Two things I didn't see mentioned is what kind of window (picture, crankout, doublehung) it is, and what kind of siding you have.

My old windows were the integral brickmold/wood sash type. I took them out to rough opening, cut back the siding slightly to clear for the nail fins, wrapped the opening with tarpaper to prevent moisture buildup, slid in the new window, nailed it down, and insulated around it with Great Stuff Window & Door expanding foam.

Towards the end I was getting to the point where I was doing a window/hour.

If you have standard rough openings, Anderson makes a decent window for not a lot of dough. They have them at Home Depot.

Marvin makes custom windows for a little more, but they are also a decent window. I have a mix of both, and the gray vinyl on both is so close that you can barely tell the difference.

I have a bunch of pictures of the progress, in you're interested.




I can probably do it myself as I like to consider myself a pretty hand person (built my own lower on my 1st AR, build computers, work on my own car, etc.). However, I have never installed a window before, but I doubt it's all that difficult.

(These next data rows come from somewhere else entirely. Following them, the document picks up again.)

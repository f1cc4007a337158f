use std::time::Duration;

pub const DEFAULT_BROKER_ADDRESS: &str = "mem://irrisim";
pub const DEFAULT_TICK_PERIOD: Duration = Duration::from_secs(10);
pub const DEFAULT_LISTEN_PORT: u16 = 8080;

/// Process-start configuration for the device core. Supplied once at boot;
/// there is no runtime reconfiguration.
#[derive(Debug, Clone)]
pub struct SimulatorConfig {
    /// Bus address the core connects to.
    pub broker_address: String,
    /// Telemetry simulator tick period.
    pub tick_period: Duration,
}

impl Default for SimulatorConfig {
    fn default() -> Self {
        Self {
            broker_address: DEFAULT_BROKER_ADDRESS.to_string(),
            tick_period: DEFAULT_TICK_PERIOD,
        }
    }
}

impl SimulatorConfig {
    pub fn with_tick_period(mut self, period: Duration) -> Self {
        self.tick_period = period;
        self
    }

    pub fn with_broker_address(mut self, address: impl Into<String>) -> Self {
        self.broker_address = address.into();
        self
    }
}
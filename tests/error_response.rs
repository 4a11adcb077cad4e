mod common;

use base64::Engine;
use base64::engine::general_purpose::STANDARD;
use common::{firebase_request, harness};
use oauth2_server::{OAuthError, ServerRequest};

#[tokio::test]
async fn token_endpoint_errors() {
    let h = harness();
    let cases = vec![
        (firebase_request("c1", "wrong", "valid-token-123"), 401, "invalid_client"),
        (firebase_request("ghost", "s1", "valid-token-123"), 401, "invalid_client"),
        (firebase_request("c1", "s1", ""), 400, "invalid_request"),
        (firebase_request("c1", "s1", "unknown-fid"), 401, "invalid_token"),
        (
            ServerRequest::new("POST", "/oauth2/token").with_form_body("grant_type=password&client_id=c1"),
            400,
            "unsupported_grant_type",
        ),
        (
            ServerRequest::new("POST", "/oauth2/token").with_form_body("grant_type=revoke&client_id=c1"),
            400,
            "unsupported_grant_type",
        ),
        (
            ServerRequest::new("POST", "/oauth2/token")
                .with_form_body("grant_type=firebase&client_id=c1&client_secret=s1&fid=valid-token-123&scope=admin"),
            400,
            "invalid_scope",
        ),
    ];

    for (request, status, error) in cases {
        let resp = h.server.handle_token_request(&request).await;
        assert_eq!(resp.status, status, "{:?}", request.param("fid"));
        assert_eq!(resp.header("cache-control"), Some("no-store"));
        let body = resp.json_body().unwrap();
        assert_eq!(body["error"], error);
        assert!(body["error_description"].as_str().is_some_and(|d| !d.is_empty()));
    }
}

#[tokio::test]
async fn basic_auth_failure_carries_challenge() {
    let h = harness();
    let request = ServerRequest::new("POST", "/oauth2/token")
        .with_header("Authorization", format!("Basic {}", STANDARD.encode("c1:wrong")))
        .with_form_body("grant_type=firebase&fid=valid-token-123");
    let resp = h.server.handle_token_request(&request).await;
    assert_eq!(resp.status, 401);
    assert_eq!(resp.header("www-authenticate"), Some("Basic realm=\"OAuth\""));
}

#[tokio::test]
async fn basic_auth_success() {
    let h = harness();
    let request = ServerRequest::new("POST", "/oauth2/token")
        .with_header("Authorization", format!("Basic {}", STANDARD.encode("c1:s1")))
        .with_form_body("grant_type=firebase&fid=valid-token-123");
    let resp = h.server.handle_token_request(&request).await;
    assert_eq!(resp.status, 200);
}

#[test]
fn server_errors_hide_detail_outside_debug() {
    let err = OAuthError::ServerError("connection refused".into());
    let body = err.to_response(false).json_body().unwrap();
    assert_eq!(body["error"], "server_error");
    assert!(body.get("hint").is_none());

    let body = err.to_response(true).json_body().unwrap();
    assert_eq!(body["hint"], "connection refused");
}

Anyway, the current window is a sliding window. It's about 86in wide and 32in tall. There are two smaller sliding windows at each end and one larger fixed pane in the middle. I was thinking of replacing the entire thing as the middle pane of glass has partially peeled away from the frame and hangs open a little bit.

The replacement one doesn't have to be a sliding window though. It could be double hung, which is what my wife would prefer, but I don't know if that would work with our size opening.

I suppose I could just glue the pane back into the frame with some kind of construction adhesive, but all the panes of glass are single pane and I am planning on putting a wood stove in the basement, so I'd like to have a little more efficient window to keep that heat in better.

I have vinyl siding.

The window is kind of an odd size, so I kind of doubt I'd be able to find one at a hardware store that would fit properly. I'm thinking that it will have to be a custom job.

Thanks for the advice!
Link Posted: 9/30/2005 1:28:17 PM EDT

Originally Posted By Fast351:
Oh, and I'd stay away from "insert" style windows, especially if the wood around the old window is in bad shape. You're just delaying the inevitable.




BS ! If the wood is bad you simply install a new wood buck ( that means the old wood around the window ) in the opening.